___ Provided material ___
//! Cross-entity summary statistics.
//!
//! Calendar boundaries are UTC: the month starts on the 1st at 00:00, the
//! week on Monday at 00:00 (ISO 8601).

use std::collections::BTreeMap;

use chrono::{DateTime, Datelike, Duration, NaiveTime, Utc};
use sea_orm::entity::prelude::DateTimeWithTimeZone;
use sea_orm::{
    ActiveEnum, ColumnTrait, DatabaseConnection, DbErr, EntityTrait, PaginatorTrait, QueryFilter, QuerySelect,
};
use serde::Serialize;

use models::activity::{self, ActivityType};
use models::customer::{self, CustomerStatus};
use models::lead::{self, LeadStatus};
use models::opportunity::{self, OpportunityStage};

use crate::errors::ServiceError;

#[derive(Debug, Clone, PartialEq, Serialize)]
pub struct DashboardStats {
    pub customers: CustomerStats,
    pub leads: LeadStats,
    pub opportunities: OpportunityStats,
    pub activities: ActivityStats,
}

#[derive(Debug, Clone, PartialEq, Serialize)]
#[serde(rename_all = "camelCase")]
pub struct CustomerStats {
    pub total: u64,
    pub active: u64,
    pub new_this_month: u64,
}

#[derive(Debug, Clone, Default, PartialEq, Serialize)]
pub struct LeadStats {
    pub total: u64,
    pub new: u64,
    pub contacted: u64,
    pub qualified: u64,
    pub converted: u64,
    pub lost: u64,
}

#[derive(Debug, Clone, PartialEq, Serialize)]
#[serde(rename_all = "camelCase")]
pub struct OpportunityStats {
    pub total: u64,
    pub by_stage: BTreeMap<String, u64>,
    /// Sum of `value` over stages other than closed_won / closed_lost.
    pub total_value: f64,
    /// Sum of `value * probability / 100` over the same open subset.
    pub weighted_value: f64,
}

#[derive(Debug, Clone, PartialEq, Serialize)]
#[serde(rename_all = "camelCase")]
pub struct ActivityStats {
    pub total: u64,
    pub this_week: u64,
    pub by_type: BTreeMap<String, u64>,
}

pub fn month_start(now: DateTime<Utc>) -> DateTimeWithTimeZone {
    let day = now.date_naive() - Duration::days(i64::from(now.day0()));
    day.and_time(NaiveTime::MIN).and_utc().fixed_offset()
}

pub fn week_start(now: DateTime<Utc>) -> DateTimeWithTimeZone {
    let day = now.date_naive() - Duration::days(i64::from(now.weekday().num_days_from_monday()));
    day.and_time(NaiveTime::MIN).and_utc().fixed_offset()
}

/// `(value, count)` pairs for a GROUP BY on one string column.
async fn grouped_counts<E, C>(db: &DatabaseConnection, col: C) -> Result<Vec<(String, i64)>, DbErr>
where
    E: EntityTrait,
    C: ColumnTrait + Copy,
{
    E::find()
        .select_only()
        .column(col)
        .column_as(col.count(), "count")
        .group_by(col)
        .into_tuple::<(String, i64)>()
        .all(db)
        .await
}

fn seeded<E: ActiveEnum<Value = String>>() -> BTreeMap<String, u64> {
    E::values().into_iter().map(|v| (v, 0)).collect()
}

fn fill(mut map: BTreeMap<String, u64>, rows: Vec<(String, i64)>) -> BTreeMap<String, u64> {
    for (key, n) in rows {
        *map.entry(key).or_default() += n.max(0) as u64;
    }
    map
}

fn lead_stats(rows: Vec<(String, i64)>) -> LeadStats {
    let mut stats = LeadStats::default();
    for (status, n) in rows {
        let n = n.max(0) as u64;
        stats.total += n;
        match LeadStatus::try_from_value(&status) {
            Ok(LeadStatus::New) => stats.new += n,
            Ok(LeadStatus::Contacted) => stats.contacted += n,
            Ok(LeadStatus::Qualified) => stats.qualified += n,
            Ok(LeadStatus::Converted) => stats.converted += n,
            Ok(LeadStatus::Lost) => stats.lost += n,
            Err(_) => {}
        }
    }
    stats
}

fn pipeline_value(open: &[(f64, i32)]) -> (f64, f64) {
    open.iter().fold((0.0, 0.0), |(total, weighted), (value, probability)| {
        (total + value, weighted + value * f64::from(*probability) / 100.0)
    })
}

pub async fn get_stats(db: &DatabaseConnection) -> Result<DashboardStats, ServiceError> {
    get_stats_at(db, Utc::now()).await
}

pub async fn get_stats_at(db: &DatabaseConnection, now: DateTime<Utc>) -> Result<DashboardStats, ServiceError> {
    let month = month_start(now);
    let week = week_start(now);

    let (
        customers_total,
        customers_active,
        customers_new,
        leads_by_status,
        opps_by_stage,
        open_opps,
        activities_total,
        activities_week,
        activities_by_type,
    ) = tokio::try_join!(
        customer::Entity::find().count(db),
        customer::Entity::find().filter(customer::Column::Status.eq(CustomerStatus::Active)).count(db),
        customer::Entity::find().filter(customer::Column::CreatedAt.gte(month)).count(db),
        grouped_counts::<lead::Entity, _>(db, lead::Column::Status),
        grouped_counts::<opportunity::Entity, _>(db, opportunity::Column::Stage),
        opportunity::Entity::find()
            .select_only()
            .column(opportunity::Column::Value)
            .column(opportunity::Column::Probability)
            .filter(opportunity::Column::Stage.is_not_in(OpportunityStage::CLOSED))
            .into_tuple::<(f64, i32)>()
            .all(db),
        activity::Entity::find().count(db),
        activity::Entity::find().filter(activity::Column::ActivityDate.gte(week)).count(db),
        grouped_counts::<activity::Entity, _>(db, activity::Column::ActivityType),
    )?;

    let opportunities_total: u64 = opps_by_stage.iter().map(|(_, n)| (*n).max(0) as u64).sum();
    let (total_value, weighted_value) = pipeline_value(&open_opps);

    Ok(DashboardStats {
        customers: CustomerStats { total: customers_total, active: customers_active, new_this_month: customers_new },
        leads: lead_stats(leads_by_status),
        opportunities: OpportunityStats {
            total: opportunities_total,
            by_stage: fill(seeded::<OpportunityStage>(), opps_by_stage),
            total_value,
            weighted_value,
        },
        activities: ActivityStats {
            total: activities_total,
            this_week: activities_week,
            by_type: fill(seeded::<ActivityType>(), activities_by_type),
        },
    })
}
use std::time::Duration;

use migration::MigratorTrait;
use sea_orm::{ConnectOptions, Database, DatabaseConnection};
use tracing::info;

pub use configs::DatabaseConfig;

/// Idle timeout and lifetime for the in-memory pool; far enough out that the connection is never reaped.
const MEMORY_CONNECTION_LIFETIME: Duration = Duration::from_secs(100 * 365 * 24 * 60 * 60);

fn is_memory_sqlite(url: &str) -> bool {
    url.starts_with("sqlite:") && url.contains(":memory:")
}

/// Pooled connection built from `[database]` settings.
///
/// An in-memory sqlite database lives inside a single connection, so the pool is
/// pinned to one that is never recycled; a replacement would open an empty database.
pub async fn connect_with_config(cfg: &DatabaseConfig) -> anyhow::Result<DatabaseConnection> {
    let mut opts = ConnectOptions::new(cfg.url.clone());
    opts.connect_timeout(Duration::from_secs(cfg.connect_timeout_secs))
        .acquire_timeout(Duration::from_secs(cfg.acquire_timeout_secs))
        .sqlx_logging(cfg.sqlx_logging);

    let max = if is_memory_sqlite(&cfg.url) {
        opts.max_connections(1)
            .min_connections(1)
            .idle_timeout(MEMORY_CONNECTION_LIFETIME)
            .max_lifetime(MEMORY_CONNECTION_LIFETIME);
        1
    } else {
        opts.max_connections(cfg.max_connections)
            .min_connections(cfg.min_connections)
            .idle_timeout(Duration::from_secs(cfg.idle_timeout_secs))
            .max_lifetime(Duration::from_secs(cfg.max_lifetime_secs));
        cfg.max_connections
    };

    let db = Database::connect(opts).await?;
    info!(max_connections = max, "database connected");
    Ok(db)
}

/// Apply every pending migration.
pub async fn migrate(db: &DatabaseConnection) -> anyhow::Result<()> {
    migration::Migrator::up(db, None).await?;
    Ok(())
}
___
### [Assigned task]
Search the records above for "days" and copy every line that has it.

### [Result of this task]
    let day = now.date_naive() - Duration::days(i64::from(now.day0()));
    let day = now.date_naive() - Duration::days(i64::from(now.weekday().num_days_from_monday()));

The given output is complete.